Maintenance of Aedes albopictus colony
Adult Ae. albopictus were reared in insect cages (40 × 40 × 40 cm) in a controlled insectary with a temperature of 30°C, 70 ± 10% relative humidity and a 12 h light: 12 h dark photoperiod. Mosquitoes were fed every 2–3 days on defibrinated sheep blood using an artificial blood feeder (Shah et al. 2021). Sugary water (10%) was available at all times. Mosquitoes laid eggs on filter papers in water filled cups. Eggs were hatched in tap water in small plastic containers (10 × 15 × 15 cm). Emerged larvae fed on crushed fish food and maintained at 24 ± 1°C. Newly emerged adults (~ 1 week old) were used in the experiments.
Preparation of Xenorhabdus and Photorhabdus supernatants
Xenorhabdus cabanillasii JM26-1, X. doucetiae DSMZ 17909, X. nematophila ATCC 19061, X. szentirmaii DSMZ16338 and Photorhabus kayaii DSMZ 15194 were used in this study. Cell free supernatants of these bacteria were obtained as described in Hazir et al., (Hazir et al. 2017).

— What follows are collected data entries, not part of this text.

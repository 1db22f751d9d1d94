// SPDX-License-Identifier: PMPL-1.0-or-later
// Copyright (c) 2026 Jonathan D.A. Jewell (hyperpolymath) <jonathan.jewell@open.ac.uk>
//
// CUPS print backend for POSIX systems.
//
// Each file is submitted with one `lp` invocation, strictly in order. The
// first failing submission aborts the rest of the job. Without a configured
// printer the `-d` flag is omitted and CUPS picks its own default.

use std::path::PathBuf;
use std::sync::Arc;
use std::time::Duration;

use async_trait::async_trait;
use printdesk_core::command::{CommandRunner, CommandSpec};
use printdesk_core::error::{PrintdeskError, Result};
use tracing::{debug, info, instrument, warn};

use crate::backend::{Delivery, PrintBackend, PrintReceipt};

/// CUPS submission tool.
pub const LP: &str = "lp";

const LP_NOT_FOUND: &str =
    "Printing command 'lp' not found. Install CUPS or configure printing manually.";

/// Prints through `lp`.
pub struct CupsPrintBackend {
    runner: Arc<dyn CommandRunner>,
    timeout: Duration,
}

impl CupsPrintBackend {
    pub fn new(runner: Arc<dyn CommandRunner>, timeout: Duration) -> Self {
        Self { runner, timeout }
    }

    fn submit_command(&self, path: &std::path::Path, printer: Option<&str>) -> CommandSpec {
        let mut spec = CommandSpec::new(LP, self.timeout);
        if let Some(printer) = printer {
            spec = spec.args(["-d", printer]);
        }
        spec.arg(path.to_string_lossy())
    }
}

#[async_trait]
impl PrintBackend for CupsPrintBackend {
    fn name(&self) -> &'static str {
        "cups"
    }

    #[instrument(skip(self, paths), fields(files = paths.len()))]
    async fn print_files(&self, paths: &[PathBuf], printer: Option<&str>) -> Result<PrintReceipt> {
        if paths.is_empty() {
            debug!("empty print job");
            return Ok(PrintReceipt::empty());
        }

        for path in paths {
            let spec = self.submit_command(path, printer);
            let output = self
                .runner
                .run(&spec)
                .await
                .map_err(|e| e.into_job_error(LP_NOT_FOUND))?;

            if !output.success {
                warn!(path = %path.display(), code = ?output.code, "lp rejected file");
                return Err(PrintdeskError::device(
                    LP,
                    format!("Error printing {}: {}", path.display(), output.diagnostic()),
                ));
            }
            debug!(path = %path.display(), response = output.stdout.trim(), "file spooled");
        }

        let message = match printer {
            Some(name) => format!("Files sent to printer {name}"),
            None => "Files sent to printer".to_owned(),
        };
        info!(files = paths.len(), "print job spooled");

        Ok(PrintReceipt {
            printer: printer.map(str::to_owned),
            files: paths.to_vec(),
            delivery: Delivery::Spooled,
            message,
        })
    }
}

#[cfg(test)]
mod tests {
    use super::*;
    use printdesk_core::command::testing::{Scripted, ScriptedRunner};

    fn backend(runner: &Arc<ScriptedRunner>) -> CupsPrintBackend {
        CupsPrintBackend::new(runner.clone(), Duration::from_secs(30))
    }

    fn paths(names: &[&str]) -> Vec<PathBuf> {
        names.iter().map(PathBuf::from).collect()
    }

    #[tokio::test]
    async fn submits_each_file_with_destination() {
        let runner = Arc::new(ScriptedRunner::new());
        let receipt = backend(&runner)
            .print_files(&paths(&["/tmp/a.pdf", "/tmp/b.pdf"]), Some("Office"))
            .await
            .expect("print");

        assert_eq!(receipt.message, "Files sent to printer Office");
        assert_eq!(receipt.delivery, Delivery::Spooled);

        let calls = runner.calls();
        assert_eq!(calls.len(), 2);
        assert_eq!(calls[0].program, "lp");
        assert_eq!(calls[0].args, vec!["-d", "Office", "/tmp/a.pdf"]);
        assert_eq!(calls[1].args, vec!["-d", "Office", "/tmp/b.pdf"]);
    }

    #[tokio::test]
    async fn omits_destination_without_printer() {
        let runner = Arc::new(ScriptedRunner::new());
        let receipt = backend(&runner)
            .print_files(&paths(&["/tmp/a.pdf"]), None)
            .await
            .expect("print");

        assert_eq!(receipt.message, "Files sent to printer");
        assert_eq!(runner.calls()[0].args, vec!["/tmp/a.pdf"]);
    }

    #[tokio::test]
    async fn failure_aborts_remaining_files() {
        let runner = Arc::new(ScriptedRunner::new());
        runner
            .push_success("request id is Office-1 (1 file(s))")
            .push_failure(1, "lp: Error - unable to access \"/tmp/b.pdf\"");

        let err = backend(&runner)
            .print_files(&paths(&["/tmp/a.pdf", "/tmp/b.pdf", "/tmp/c.pdf"]), None)
            .await
            .unwrap_err();

        assert_eq!(
            err.to_string(),
            "Error printing /tmp/b.pdf: lp: Error - unable to access \"/tmp/b.pdf\""
        );
        assert_eq!(runner.call_count(), 2);
    }

    #[tokio::test]
    async fn missing_lp_is_configuration_error() {
        let runner = Arc::new(ScriptedRunner::new());
        runner.push(Scripted::NotFound);

        let err = backend(&runner)
            .print_files(&paths(&["/tmp/a.pdf", "/tmp/b.pdf"]), None)
            .await
            .unwrap_err();

        assert!(matches!(err, PrintdeskError::Configuration(_)));
        assert!(err.to_string().contains("Install CUPS"));
        assert_eq!(runner.call_count(), 1);
    }

    #[tokio::test]
    async fn hung_lp_is_timeout() {
        let runner = Arc::new(ScriptedRunner::new());
        runner.push(Scripted::TimedOut);

        let err = backend(&runner)
            .print_files(&paths(&["/tmp/a.pdf"]), None)
            .await
            .unwrap_err();

        assert!(matches!(err, PrintdeskError::Timeout { secs: 30, .. }));
    }

    #[tokio::test]
    async fn empty_job_spawns_nothing() {
        let runner = Arc::new(ScriptedRunner::new());
        let receipt = backend(&runner).print_files(&[], Some("Office")).await.expect("print");
        assert_eq!(receipt.delivery, Delivery::Empty);
        assert_eq!(runner.call_count(), 0);
    }
}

Briefly, bacteria were cultured on Luria-Bertani (LB) agar for 24 h at 28°C and then a single colony was inoculated into a fresh LB culture to prepare an overnight culture. One ml of this overnight culture was then inoculated into a fresh 100 ml LB medium which was incubated at 28°C for 72 h. These cultures were then centrifuged at 10.000 rpm at 4°C for 10 min and the supernatants were separated into new Falcon tubes.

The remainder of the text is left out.